As I walk in, I see a balding man with glasses moving toward the back of the store. Could only be Howard Schwartz, the marketing director and proprietor of the store. John and Edna Luckman first opened the store back in 1964, and the couple hired Howard early on. John passed away in 1987, and Edna continued to run the store until her death in 2003. (Here’s a website identifying John Luckman as one of the “first 100 persons who shaped southern Nevada” that tells the story of how the store came to be. To learn more about the GBC and about Howard, click here to listen to Lou Krieger’s excellent interview with Howard from last summer.)
Howard halts and asks me if I need any help, I say I’m just looking, and he disappears into the back. A young man in his early twenties sits by the cash register. Another occasionally appears among the shelves to place and arrange books. A television tuned to CNN alternates between two stories: a gunman has a hostage in the Kennedy Space Center in Florida, and Alec Baldwin has called his daughter a rude, thoughtless little pig.
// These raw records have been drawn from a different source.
use async_graphql::*;
use uuid::Uuid;

use crate::graphql::types::{CreateRequestInput, CreateVendorInput, PollSummary, Request, UpdateVendorInput, Vendor};
use crate::services::{NewRequest, NewVendor, Poller, RequestService, VendorChanges, VendorService};

pub struct MutationRoot;

#[Object]
impl MutationRoot {
    async fn create_vendor(&self, ctx: &Context<'_>, input: CreateVendorInput) -> Result<Vendor> {
        let vendor_service = ctx.data::<VendorService>()?;

        let vendor = vendor_service
            .create_vendor(NewVendor {
                name: input.name,
                email: input.email,
                contact_person: input.contact_person,
                phone: input.phone,
                category: input.category,
                notes: input.notes,
            })
            .await
            .map_err(|e| Error::new(format!("Failed to create vendor: {}", e)))?;

        Ok(vendor.into())
    }

    async fn update_vendor(&self, ctx: &Context<'_>, id: Uuid, input: UpdateVendorInput) -> Result<Vendor> {
        let vendor_service = ctx.data::<VendorService>()?;

        let changes = VendorChanges {
            name: input.name,
            contact_person: input.contact_person.map(Some),
            phone: input.phone.map(Some),
            category: input.category.map(Some),
            is_active: input.is_active,
            notes: input.notes.map(Some),
        };

        let vendor = vendor_service
            .update_vendor(id, changes)
            .await
            .map_err(|e| Error::new(format!("Failed to update vendor: {}", e)))?;

        Ok(vendor.into())
    }

    async fn delete_vendor(&self, ctx: &Context<'_>, id: Uuid) -> Result<bool> {
        let vendor_service = ctx.data::<VendorService>()?;

        vendor_service
            .delete_vendor(id)
            .await
            .map_err(|e| Error::new(format!("Failed to delete vendor: {}", e)))
    }

    async fn create_request(&self, ctx: &Context<'_>, input: CreateRequestInput) -> Result<Request> {
        let request_service = ctx.data::<RequestService>()?;

        let request = request_service
            .create_request(NewRequest {
                title: input.title,
                description: input.description,
                budget: input.budget,
                deadline_days: input.deadline_days,
                payment_terms: input.payment_terms,
                warranty: input.warranty,
                requirements: input.requirements.into_iter().map(Into::into).collect(),
            })
            .await
            .map_err(|e| Error::new(format!("Failed to create request: {}", e)))?;

        Ok(request.into())
    }

    async fn set_request_vendors(
        &self,
        ctx: &Context<'_>,
        request_id: Uuid,
        vendor_ids: Vec<Uuid>,
    ) -> Result<Vec<Vendor>> {
        let request_service = ctx.data::<RequestService>()?;

        let vendors = request_service
            .set_request_vendors(request_id, vendor_ids)
            .await
            .map_err(|e| Error::new(format!("Failed to set request vendors: {}", e)))?;

        Ok(vendors.into_iter().map(|v| v.into()).collect())
    }

    /// Records the request as sent. Replies are only matched to sent requests.
    async fn mark_request_sent(
        &self,
        ctx: &Context<'_>,
        request_id: Uuid,
        #[graphql(default)] vendor_ids: Vec<Uuid>,
    ) -> Result<Request> {
        let request_service = ctx.data::<RequestService>()?;

        let request = request_service
            .mark_request_sent(request_id, vendor_ids)
            .await
            .map_err(|e| Error::new(format!("Failed to mark request as sent: {}", e)))?;

        Ok(request.into())
    }

    /// Run one ingestion pass now, unless one is already running.
    async fn poll_inbox(&self, ctx: &Context<'_>) -> Result<PollSummary> {
        let poller = ctx
            .data::<Poller>()
            .map_err(|_| Error::new("Inbox polling is not configured"))?;

        Ok(poller.poll_once().await.into())
    }
}
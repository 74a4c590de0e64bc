pub mod extraction;
pub mod ingestion;
pub mod ledger;
pub mod mailbox;
pub mod matcher;
pub mod providers;
pub mod request;
pub mod scheduler;
pub mod scoring;
pub mod store;
pub mod vendor;

pub use extraction::{ExtractionClient, RetryPolicy};
pub use ingestion::{IngestionOrchestrator, IngestionReport, MessageOutcome};
pub use ledger::{DedupLedger, InMemoryLedger};
pub use mailbox::{ImapMailbox, Mailbox, MessageEnvelope, SearchCriterion};
pub use matcher::{Matcher, SubjectFilter};
pub use providers::{provider_from_config, TextGenerator};
pub use request::*;
pub use scheduler::{spawn_poller, PollResult, Poller, RunGuard};
pub use scoring::ComparisonService;
pub use store::{ProcurementStore, SeaOrmStore};
pub use vendor::*;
The poker section occupies an entire wall. Above the shelves every inch of space is filled with framed photographs of poker pros and other celebrities. I move over and begin scanning through the hundreds of titles. Interspersed among the familiar spines I see several examples of the many privately-published books produced by the store, including some manuscripts that have simply been photocopied and spiral-bound. In addition to selling books, the GBC has also been a publishing house of sorts over the years, having produced 134 titles to date. Besides the large array of books on Hold ’em, Stud, and Omaha, there are several books devoted to Caribbean stud, three- and four-card poker, Pai Gow, Video Poker, and Badougi. There’s even a text called Crazy Pineapple High-Low Split.
I take my time moving through the other sections devoted to other casino games, sports betting, the history of Vegas, card and magic tricks, gambling-related videos, DVDs, and software, and more. A separate room houses used books and magazines. After about 40 minutes, I’ve selected a couple of David Spaniers and Bob Ciaffone’s Omaha Poker. Had considered really indulging, but one can always order titles from the Gambler’s Bookshop website, which also includes a catalogue of everything under their roof.
As I make my purchase I ask the young man if Howard is available. A quick check discovers he’s still on a call. I ask if it is okay to snap a few pictures. After a few minutes, Howard emerges. “So here’s our photographer,” he says with a handshake. I introduce myself and explain how I’d heard the Krieger interview and had to check the place out. “So now you can go back and tell all your friends to come to the nice store where they give you a lollipop and a bottle of water,” he says. What’s that? Next thing I know, Howard is literally offering me a lollipop and bottle of water. I take both.
We chat a bit more and -- as Wade had predicted -- he takes me back to show me some of the old archives he’s kept over the years. I mention the blog and how I’ll probably write about the visit, and he quickly retrieves a copy of Jesse May’ The Gambler’s Guide to the World and makes a photocopy of May’s write-up of the store for me to take with me. He then shows me the stacks of clippings he’s collected over the years, all destined for what May describes as “a filing cabinet that would be the envy of any newspaper chief in the world.” Howard is himself a walking encyclopedia of gambling and Vegas history -- he considers himself a “librarian for gamblers” -- and has made his knowledge and vast resources available to many writers over the years.
I ask Howard if I can take his picture. “You want me to hold up a book?” he asks. He grabs three.
You might notice The Education of a Poker Player among the books he is holding. I mention to him I had read Yardley’s book recently. (Here’s my post about it.) As we move back out into the store we talk about Yardley and the Black Chamber, and he leads me back over to the history section to show me a biography of the codebraker-slash-poker player.
We start to move toward the door, and Howard commends me for wearing a hat since rain is in the forecast. He also suggests watching my wallet if I plan to do a lot more walking in the area. I thank him and the others, then make may way back out onto 11th and over to Las Vegas Blvd. to catch the Deuce back uptown.
Yet another highlight in a week full of ’em. Do check out the GBC if yr in Vegas. Might even score a Black Cherry Charms Blow Pop, if you play your cards right.